I’ve made my choice, and with God and Aunt Louisa’s help, I’m determined to see this through. And even as I write these words, a little hand or foot, I know not which, pushes up against my heart as if to underscore this promise and the words I write.
More anon, LFW
Mary Elgin Parker, suddenly at home. Arrangements are incomplete at this time. A full obituary will appear in next week’s issue of The Martha’s Vineyard Times.
“Two never goes without three.” Julia Scott-Norton refolded the newspaper and placed it on the wood plank table between them. She and one of her bridge ladies, Sharon McGrath, were enjoying a gossipy girl’s lunch at the Black Dog Tavern. Sharon was carefully dissecting a lobster roll, taking out the celery and lining up the bits along the edge of her plate.

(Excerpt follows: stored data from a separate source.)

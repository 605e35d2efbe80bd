//! Bounded parameter escalation for triangulation.
//!
//! A recoverable triangulation failure loosens the reprojection-error and
//! gap-interpolation thresholds by the policy step and tries again, until
//! the attempt budget or the reprojection-error ceiling is exhausted.

use super::backend::{ReconstructionBackend, ReconstructionStage, StageOutcome};
use super::subproject::SubprojectConfig;
use crate::config::{RetryPolicy, TriangulationConfig};
use crate::error::{CoreError, CoreResult};

/// Loosens both triangulation thresholds by one step.
pub fn escalate(triangulation: &mut TriangulationConfig, policy: &RetryPolicy) {
    triangulation.reproj_error_threshold_triangulation += f64::from(policy.step);
    triangulation.interp_if_gap_smaller_than += policy.step;
}

/// Runs triangulation until it succeeds, escalating `config` after every
/// recoverable failure. Returns the number of attempts made; `config`
/// holds the parameters of the final attempt.
pub fn triangulate_with_retry<B: ReconstructionBackend>(
    backend: &B,
    config: &mut SubprojectConfig,
    policy: &RetryPolicy,
) -> CoreResult<u32> {
    let mut attempt = 1;
    loop {
        match backend.triangulate(config) {
            StageOutcome::Success => return Ok(attempt),
            StageOutcome::Fatal(reason) => {
                return Err(CoreError::StageFailed {
                    stage: ReconstructionStage::Triangulation.to_string(),
                    project: config.project_dir().to_path_buf(),
                    reason,
                });
            }
            StageOutcome::Recoverable(reason) => {
                if attempt >= policy.max_attempts {
                    return Err(CoreError::RetryExhausted {
                        project: config.project_dir().to_path_buf(),
                        attempts: attempt,
                        reason,
                    });
                }

                escalate(&mut config.triangulation, policy);
                let threshold = config.triangulation.reproj_error_threshold_triangulation;
                if threshold > policy.max_reprojection_error_threshold {
                    return Err(CoreError::RetryExhausted {
                        project: config.project_dir().to_path_buf(),
                        attempts: attempt,
                        reason: format!(
                            "{reason}; next reprojection threshold {threshold} exceeds {}",
                            policy.max_reprojection_error_threshold
                        ),
                    });
                }

                log::warn!(
                    "Triangulation attempt {} failed for {}: {}",
                    attempt,
                    config.project_dir().display(),
                    reason
                );
                log::info!(
                    "Retrying with reprojection threshold {} and gap {}",
                    threshold,
                    config.triangulation.interp_if_gap_smaller_than
                );
                attempt += 1;
            }
        }
    }
}

#[cfg(test)]
mod tests {
    use super::*;
    use crate::config::{FilterType, PoseEstimationConfig, WorkspaceConfig};
    use std::cell::RefCell;
    use std::collections::VecDeque;
    use std::path::Path;

    struct ScriptedBackend {
        outcomes: RefCell<VecDeque<StageOutcome>>,
    }

    impl ScriptedBackend {
        fn new(outcomes: Vec<StageOutcome>) -> Self {
            Self {
                outcomes: RefCell::new(outcomes.into()),
            }
        }
    }

    impl ReconstructionBackend for ScriptedBackend {
        fn calibrate(&self, _: &super::super::subproject::CalibrationProjectConfig) -> StageOutcome {
            StageOutcome::Success
        }
        fn associate(&self, _: &SubprojectConfig) -> StageOutcome {
            StageOutcome::Success
        }
        fn triangulate(&self, _: &SubprojectConfig) -> StageOutcome {
            self.outcomes
                .borrow_mut()
                .pop_front()
                .unwrap_or(StageOutcome::Success)
        }
        fn filter(&self, _: &SubprojectConfig) -> StageOutcome {
            StageOutcome::Success
        }
    }

    fn config() -> SubprojectConfig {
        SubprojectConfig::build(
            Path::new("/p"),
            30,
            &WorkspaceConfig::default(),
            &PoseEstimationConfig::default(),
            FilterType::Butterworth,
        )
    }

    fn policy(max_attempts: u32, ceiling: f64) -> RetryPolicy {
        RetryPolicy {
            step: 10,
            max_attempts,
            max_reprojection_error_threshold: ceiling,
        }
    }

    #[test]
    fn test_two_failures_escalate_twice() {
        let backend = ScriptedBackend::new(vec![
            StageOutcome::Recoverable("too few points".into()),
            StageOutcome::Recoverable("too few points".into()),
            StageOutcome::Success,
        ]);
        let mut cfg = config();
        let attempts = triangulate_with_retry(&backend, &mut cfg, &policy(5, 100.0)).unwrap();
        assert_eq!(attempts, 3);
        assert_eq!(cfg.triangulation.reproj_error_threshold_triangulation, 35.0);
        assert_eq!(cfg.triangulation.interp_if_gap_smaller_than, 30);
    }

    #[test]
    fn test_attempt_budget_exhausted() {
        let backend = ScriptedBackend::new(vec![StageOutcome::Recoverable("no".into()); 10]);
        let err = triangulate_with_retry(&backend, &mut config(), &policy(3, 1000.0)).unwrap_err();
        assert!(matches!(err, CoreError::RetryExhausted { attempts: 3, .. }));
    }

    #[test]
    fn test_threshold_ceiling_exhausted() {
        let backend = ScriptedBackend::new(vec![StageOutcome::Recoverable("no".into()); 10]);
        let err = triangulate_with_retry(&backend, &mut config(), &policy(10, 30.0)).unwrap_err();
        assert!(matches!(err, CoreError::RetryExhausted { attempts: 2, .. }));
    }

    #[test]
    fn test_fatal_outcome_is_not_retried() {
        let backend = ScriptedBackend::new(vec![
            StageOutcome::Fatal("calibration unreadable".into()),
            StageOutcome::Success,
        ]);
        let err = triangulate_with_retry(&backend, &mut config(), &policy(5, 100.0)).unwrap_err();
        assert!(matches!(err, CoreError::StageFailed { .. }));
        assert_eq!(backend.outcomes.borrow().len(), 1);
    }
}
// ============================================================================
// camsync-core/src/pose.rs
// ============================================================================
//
// POSE ESTIMATION DRIVER: 2D Keypoints for Every Camera File
//
// Runs the external pose estimator on every camera file of every normalized
// camera set, writing one `pose/{prefix}_{camera}_json` folder per camera.
// The estimator creates that folder inside a hidden staging folder; it is
// moved into `pose` once complete.
//
// KEY COMPONENTS:
// - PoseEstimator: Seam for the external estimator
// - CommandPoseEstimator: Estimator running a configured command line
// - estimate_workspace: Batch driver

use crate::artifact::{ArtifactPath, CALIBRATION_DIR, POSE_DIR, RAW_DIR, Stage};
use crate::config::{PoseEstimationConfig, ToolsConfig};
use crate::discovery::{find_dirs_named, list_video_files};
use crate::error::{CoreError, CoreResult};
use crate::external::run_command;
use crate::report::BatchReport;
use crate::temp_files::create_temp_file;
use crate::utils::get_file_stem_safe;

use serde::Serialize;
use std::fs;
use std::io::Write;
use std::path::{Path, PathBuf};
use std::process::Command;
use std::time::Duration;

/// Runs 2D pose estimation on one video.
///
/// Implementations create `{prefix}_{camera}_json` inside `output_dir`,
/// where the camera is the video's file stem.
pub trait PoseEstimator {
    fn estimate(
        &self,
        video: &Path,
        output_dir: &Path,
        config: &PoseEstimationConfig,
    ) -> CoreResult<()>;
}

/// Request handed to the pose command as a JSON file.
#[derive(Debug, Serialize)]
struct PoseRequest<'a> {
    input_file: &'a Path,
    output_folder: &'a Path,
    pose_framework: &'a str,
    pose_model: &'a str,
    to_csv: bool,
    to_h5: bool,
    to_json: bool,
    display: bool,
    save_images: bool,
    save_video: bool,
    model_complexity: u8,
}

impl<'a> PoseRequest<'a> {
    /// Keypoints are always exported as JSON; later stages read nothing else.
    fn new(video: &'a Path, output_folder: &'a Path, config: &'a PoseEstimationConfig) -> Self {
        Self {
            input_file: video,
            output_folder,
            pose_framework: &config.pose_framework,
            pose_model: &config.pose_model,
            to_csv: config.to_csv,
            to_h5: config.to_h5,
            to_json: true,
            display: config.display,
            save_images: config.save_images,
            save_video: config.save_video,
            model_complexity: config.model_complexity,
        }
    }
}

/// Pose estimator invoked as `{command...} <request.json>`.
#[derive(Debug, Clone)]
pub struct CommandPoseEstimator {
    command: Vec<String>,
    timeout: Option<Duration>,
}

impl CommandPoseEstimator {
    pub fn new(command: Vec<String>, timeout: Option<Duration>) -> Self {
        Self { command, timeout }
    }

    pub fn from_tools(tools: &ToolsConfig) -> Self {
        Self::new(tools.pose_command.clone(), tools.timeout())
    }
}

impl PoseEstimator for CommandPoseEstimator {
    fn estimate(
        &self,
        video: &Path,
        output_dir: &Path,
        config: &PoseEstimationConfig,
    ) -> CoreResult<()> {
        let (program, args) = self
            .command
            .split_first()
            .ok_or_else(|| CoreError::Config("pose command is empty".to_string()))?;

        let request = PoseRequest::new(video, output_dir, config);
        let mut request_file = create_temp_file(&std::env::temp_dir(), "camsync_pose", "json")?;
        request_file.write_all(&serde_json::to_vec_pretty(&request)?)?;
        request_file.flush()?;

        let mut cmd = Command::new(program);
        cmd.args(args).arg(request_file.path());
        let output = run_command(&mut cmd, "pose estimation", self.timeout)?;

        if output.status.success() {
            Ok(())
        } else {
            Err(CoreError::StageFailed {
                stage: "pose estimation".to_string(),
                project: video.to_path_buf(),
                reason: format!("exit status {}: {}", output.status, output.stderr_tail()),
            })
        }
    }
}

/// Name of the folder holding one camera's 2D keypoints.
pub fn pose_folder_name(config: &PoseEstimationConfig, camera: &str) -> String {
    format!("{}_{}_json", config.output_prefix(), camera)
}

/// Output folder of one camera's 2D keypoints.
pub fn pose_output_dir(task_dir: &Path, config: &PoseEstimationConfig, camera: &str) -> PathBuf {
    task_dir.join(POSE_DIR).join(pose_folder_name(config, camera))
}

/// Camera-set directories (holders of a `raw` directory) in normalized
/// synchronized trees. Calibration footage and the placeholder tree are left out.
pub fn find_pose_tasks(workspace: &Path) -> CoreResult<Vec<PathBuf>> {
    Ok(find_dirs_named(workspace, RAW_DIR)?
        .into_iter()
        .filter(|raw| {
            ArtifactPath::parse(raw).is_some_and(|a| {
                a.stage() == Stage::Synced
                    && !a.is_placeholder()
                    && a.setting().is_some()
                    && !a.contains_segment(CALIBRATION_DIR)
                    && !a.contains_segment(POSE_DIR)
            })
        })
        .filter_map(|raw| raw.parent().map(Path::to_path_buf))
        .collect())
}

/// Rejects unsupported pose configurations before any work starts.
pub fn ensure_supported(configs: &[PoseEstimationConfig]) -> CoreResult<()> {
    match configs.iter().find(|c| !c.is_supported()) {
        Some(config) => Err(CoreError::UnsupportedPoseModel {
            framework: config.pose_framework.clone(),
            model: config.pose_model.clone(),
        }),
        None => Ok(()),
    }
}

fn estimate_into<E: PoseEstimator>(
    estimator: &E,
    video: &Path,
    output_dir: &Path,
    config: &PoseEstimationConfig,
) -> CoreResult<()> {
    let parent = output_dir.parent().ok_or_else(|| {
        CoreError::PathError(format!("{} has no parent directory", output_dir.display()))
    })?;
    let name = output_dir
        .file_name()
        .and_then(|n| n.to_str())
        .ok_or_else(|| CoreError::PathError(format!("Bad output folder {}", output_dir.display())))?;
    let staging = parent.join(format!(".{name}.partial"));

    if staging.exists() {
        fs::remove_dir_all(&staging)?;
    }
    fs::create_dir_all(&staging)?;

    let result = estimator.estimate(video, &staging, config).and_then(|()| {
        let produced = staging.join(name);
        if !produced.is_dir() {
            return Err(CoreError::StageFailed {
                stage: "pose estimation".to_string(),
                project: video.to_path_buf(),
                reason: format!("no {} folder was produced", name),
            });
        }
        fs::rename(&produced, output_dir)?;
        Ok(())
    });

    if let Err(cleanup) = fs::remove_dir_all(&staging) {
        log::warn!("Could not remove {}: {}", staging.display(), cleanup);
    }
    result
}

/// Runs pose estimation for every camera file of every task folder.
///
/// An unsupported pose configuration fails the whole call; failures of
/// single videos are recorded in the report.
pub fn estimate_workspace<E: PoseEstimator>(
    estimator: &E,
    workspace: &Path,
    configs: &[PoseEstimationConfig],
) -> CoreResult<BatchReport> {
    ensure_supported(configs)?;

    let mut report = BatchReport::new();
    let tasks = find_pose_tasks(workspace)?;
    log::info!("Found {} camera set(s) for pose estimation", tasks.len());

    for config in configs {
        for task in &tasks {
            for video in list_video_files(&task.join(RAW_DIR))? {
                let camera = get_file_stem_safe(&video)?;
                let output_dir = pose_output_dir(task, config, &camera);
                if output_dir.exists() {
                    report.record_skipped(&output_dir);
                    continue;
                }
                log::info!("Estimating 2D pose for {}", video.display());
                match estimate_into(estimator, &video, &output_dir, config) {
                    Ok(()) => report.record_processed(&output_dir),
                    Err(e) => report.record_failed(&video, &e),
                }
            }
        }
    }
    Ok(report)
}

“What do you mean?” she asked.
Julia settled into her story. “I mean that Mary Parker is the second elderly person to die alone at home in as many weeks. Maybe I’m being superstitious, but from my experience bad news always comes in threes. Mary Parker and the other one, Doug Bourke, were both getting on in years and determined to stay in houses far too big for them.” Julia paused for effect. “And both of them died as the result of a fall. Doug slipped getting into the bathtub, and Mary fell down the cellar stairs.”
Sharon rested her chin on the palm of her hand and nodded sympathetically. “I know we’re all going to die, but think about it, alone and crumpled in a heap on a cement floor. Poor thing, it must have been awful. I know it sounds gruesome, but was it instant, or did she lie there and suffer?”
Julia frowned and shook her head. “Either nobody knows, or nobody’s talking. I do know it was a while before somebody found her. I hear they’ll be doing an autopsy. I guess it’s mandatory with an unattended death, and that means the funeral won’t be for a while yet.”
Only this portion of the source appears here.